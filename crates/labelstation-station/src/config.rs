//! Station configuration.
//!
//! Loaded from a TOML file, then overridden by `LABELSTATION_*` environment
//! variables. Every key has a default, so an empty file is a valid config.
//!
//! ```toml
//! [station]
//! station_id = "bench-1"
//!
//! [database]
//! path = "/var/lib/labelstation/labelstation.db"
//!
//! [hardware]
//! wrapper_path = "dll_wrapper.exe"
//! launcher = "wine"
//!
//! [printer]
//! id = "10.0.0.20:9100"
//!
//! [templates]
//! asset_dir = "/usr/share/labelstation/templates"
//!
//! [tracking]
//! base_url = "http://tracking.local:8080"
//! ```

use crate::error::{Result, StationError};
use labelstation_core::ValidationPolicy;
use labelstation_core::constants::{
    DEFAULT_PRINT_DPI, DEFAULT_PRINTER_ID, DEFAULT_SCANNER_ID, UNKNOWN_STATION_ID,
};
use labelstation_label::{BaseAssets, PrintSettings};
use serde::{Deserialize, Serialize};
use std::path::{Path, PathBuf};
use std::str::FromStr;

const TEMPLATE_DIR_NAME: &str = "templates";

/// Complete station configuration.
#[derive(Debug, Clone, Default, PartialEq, Serialize, Deserialize)]
#[serde(default)]
pub struct StationConfig {
    pub station: StationSection,
    pub database: DatabaseSection,
    pub hardware: HardwareSection,
    pub printer: PrinterSection,
    pub policy: ValidationPolicy,
    pub templates: TemplatesSection,
    pub tracking: TrackingSection,
}

#[derive(Debug, Clone, PartialEq, Serialize, Deserialize)]
#[serde(default)]
pub struct StationSection {
    /// Empty means: use the host name.
    pub station_id: String,
    pub scanner_id: String,
}

impl Default for StationSection {
    fn default() -> Self {
        Self {
            station_id: String::new(),
            scanner_id: DEFAULT_SCANNER_ID.to_string(),
        }
    }
}

#[derive(Debug, Clone, PartialEq, Serialize, Deserialize)]
#[serde(default)]
pub struct DatabaseSection {
    pub path: PathBuf,
    pub max_connections: u32,
}

impl Default for DatabaseSection {
    fn default() -> Self {
        Self {
            path: PathBuf::from("labelstation.db"),
            max_connections: 4,
        }
    }
}

#[derive(Debug, Clone, PartialEq, Serialize, Deserialize)]
#[serde(default)]
pub struct HardwareSection {
    /// Helper executable talking to the device library.
    pub wrapper_path: PathBuf,
    /// Program that runs the helper, e.g. `wine` on Linux.
    pub launcher: Option<PathBuf>,
    pub timeout_secs: u64,
    /// Serve a simulated, fully passing device with this serial instead of
    /// real hardware.
    pub simulate_serial: Option<String>,
}

impl Default for HardwareSection {
    fn default() -> Self {
        Self {
            wrapper_path: PathBuf::from("dll_wrapper.exe"),
            launcher: None,
            timeout_secs: 30,
            simulate_serial: None,
        }
    }
}

#[derive(Debug, Clone, PartialEq, Serialize, Deserialize)]
#[serde(default)]
pub struct PrinterSection {
    /// `host:port`, a device path, or a spooler queue name.
    pub id: String,
    /// Composition resolution.
    pub dpi: u32,
    /// Print head resolution.
    pub head_dpi: u32,
    pub timeout_secs: u64,
    pub density: u8,
    pub speed: u8,
    pub gap_mm: f64,
    /// Record the jobs instead of printing them.
    pub simulate: bool,
}

impl Default for PrinterSection {
    fn default() -> Self {
        let settings = PrintSettings::default();
        Self {
            id: DEFAULT_PRINTER_ID.to_string(),
            dpi: DEFAULT_PRINT_DPI,
            head_dpi: settings.dpi,
            timeout_secs: 15,
            density: settings.density,
            speed: settings.speed,
            gap_mm: settings.gap_mm,
            simulate: false,
        }
    }
}

impl PrinterSection {
    pub fn print_settings(&self) -> PrintSettings {
        PrintSettings {
            dpi: self.head_dpi,
            density: self.density,
            speed: self.speed,
            gap_mm: self.gap_mm,
            ..PrintSettings::default()
        }
    }
}

#[derive(Debug, Clone, PartialEq, Serialize, Deserialize)]
#[serde(default)]
pub struct TemplatesSection {
    /// Directory of base artwork PNGs. Defaults to `templates/` next to
    /// the executable.
    pub asset_dir: PathBuf,
    /// Print on plain stock and ignore `asset_dir`.
    pub blank_stock: bool,
    /// Data Matrix encoder program. Unset disables the symbol.
    pub symbol_encoder: Option<PathBuf>,
    /// Seconds the encoder may run before the symbol is dropped.
    pub encoder_timeout_secs: u64,
}

impl Default for TemplatesSection {
    fn default() -> Self {
        Self {
            asset_dir: default_asset_dir(),
            blank_stock: false,
            symbol_encoder: Some(PathBuf::from("dmtxwrite")),
            encoder_timeout_secs: 5,
        }
    }
}

impl TemplatesSection {
    pub fn base_assets(&self) -> BaseAssets {
        if self.blank_stock {
            BaseAssets::Blank
        } else {
            BaseAssets::directory(&self.asset_dir)
        }
    }
}

fn default_asset_dir() -> PathBuf {
    std::env::current_exe()
        .ok()
        .and_then(|exe| exe.parent().map(|dir| dir.join(TEMPLATE_DIR_NAME)))
        .unwrap_or_else(|| PathBuf::from(TEMPLATE_DIR_NAME))
}

#[derive(Debug, Clone, PartialEq, Serialize, Deserialize)]
#[serde(default)]
pub struct TrackingSection {
    /// Unset reads scan progress from the issuance store.
    pub base_url: Option<String>,
    pub timeout_secs: u64,
}

impl Default for TrackingSection {
    fn default() -> Self {
        Self {
            base_url: None,
            timeout_secs: 10,
        }
    }
}

impl StationConfig {
    /// Parse TOML text.
    pub fn from_toml(text: &str) -> Result<Self> {
        Ok(toml::from_str(text)?)
    }

    /// Read a TOML file.
    pub fn from_file(path: &Path) -> Result<Self> {
        let text = std::fs::read_to_string(path).map_err(|e| StationError::Io {
            path: path.to_path_buf(),
            source: e,
        })?;
        Self::from_toml(&text)
    }

    /// Load `path` (or defaults), apply environment overrides and fill in
    /// the station id.
    pub fn load(path: Option<&Path>) -> Result<Self> {
        let mut config = match path {
            Some(path) => Self::from_file(path)?,
            None => Self::default(),
        };
        config.apply_overrides(|key| std::env::var(key).ok())?;
        config.resolve_station_id(|key| std::env::var(key).ok());
        Ok(config)
    }

    /// Apply `LABELSTATION_*` overrides looked up through `var`.
    pub fn apply_overrides<F>(&mut self, var: F) -> Result<()>
    where
        F: Fn(&str) -> Option<String>,
    {
        if let Some(v) = var("LABELSTATION_STATION_ID") {
            self.station.station_id = v;
        }
        if let Some(v) = var("LABELSTATION_DATABASE_PATH") {
            self.database.path = PathBuf::from(v);
        }
        if let Some(v) = var("LABELSTATION_WRAPPER_PATH") {
            self.hardware.wrapper_path = PathBuf::from(v);
        }
        if let Some(v) = var("LABELSTATION_WRAPPER_LAUNCHER") {
            self.hardware.launcher = non_empty(v).map(PathBuf::from);
        }
        if let Some(v) = var("LABELSTATION_SIMULATE_SERIAL") {
            self.hardware.simulate_serial = non_empty(v);
        }
        if let Some(v) = var("LABELSTATION_PRINTER_ID") {
            self.printer.id = v;
        }
        if let Some(dir) = var("LABELSTATION_TEMPLATE_DIR").and_then(non_empty) {
            self.templates.asset_dir = PathBuf::from(dir);
        }
        if let Some(v) = var("LABELSTATION_BLANK_STOCK") {
            self.templates.blank_stock = parse_flag("LABELSTATION_BLANK_STOCK", &v)?;
        }
        if let Some(v) = var("LABELSTATION_SYMBOL_ENCODER") {
            self.templates.symbol_encoder = non_empty(v).map(PathBuf::from);
        }
        if let Some(v) = var("LABELSTATION_TRACKING_URL") {
            self.tracking.base_url = non_empty(v);
        }
        if let Some(v) = var("LABELSTATION_DEVICE_VALIDATION") {
            self.policy.device_validation_enabled = parse_flag("LABELSTATION_DEVICE_VALIDATION", &v)?;
        }
        if let Some(v) = var("LABELSTATION_PHYSICAL_PRINT") {
            self.policy.physical_print_enabled = parse_flag("LABELSTATION_PHYSICAL_PRINT", &v)?;
        }
        if let Some(v) = var("LABELSTATION_PRINTER_DPI") {
            self.printer.dpi = parse_number("LABELSTATION_PRINTER_DPI", &v)?;
        }
        Ok(())
    }

    /// Use the host name when no station id is configured.
    pub fn resolve_station_id<F>(&mut self, var: F)
    where
        F: Fn(&str) -> Option<String>,
    {
        if self.station.station_id.trim().is_empty() {
            self.station.station_id = hostname(var);
        }
    }
}

/// Host name from `HOSTNAME`, `COMPUTERNAME` or `/etc/hostname`.
pub fn hostname<F>(var: F) -> String
where
    F: Fn(&str) -> Option<String>,
{
    ["HOSTNAME", "COMPUTERNAME"]
        .into_iter()
        .filter_map(|key| var(key))
        .chain(std::fs::read_to_string("/etc/hostname").ok())
        .map(|name| name.trim().to_string())
        .find(|name| !name.is_empty())
        .unwrap_or_else(|| UNKNOWN_STATION_ID.to_string())
}

fn non_empty(value: String) -> Option<String> {
    let trimmed = value.trim();
    (!trimmed.is_empty()).then(|| trimmed.to_string())
}

fn parse_flag(key: &str, value: &str) -> Result<bool> {
    match value.trim().to_ascii_lowercase().as_str() {
        "1" | "true" | "yes" | "on" => Ok(true),
        "0" | "false" | "no" | "off" => Ok(false),
        other => Err(StationError::config(format!("{key}: expected a boolean, got {other:?}"))),
    }
}

fn parse_number<T: FromStr>(key: &str, value: &str) -> Result<T> {
    value
        .trim()
        .parse()
        .map_err(|_| StationError::config(format!("{key}: expected a number, got {value:?}")))
}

* * *

▶ Exercise objective
All lines of the material that contain the word "impl" should be listed.

▶ Solution for this exercise
impl Default for StationSection {
impl Default for DatabaseSection {
impl Default for HardwareSection {
impl Default for PrinterSection {
impl PrinterSection {
impl Default for TemplatesSection {
impl TemplatesSection {
impl Default for TrackingSection {
impl StationConfig {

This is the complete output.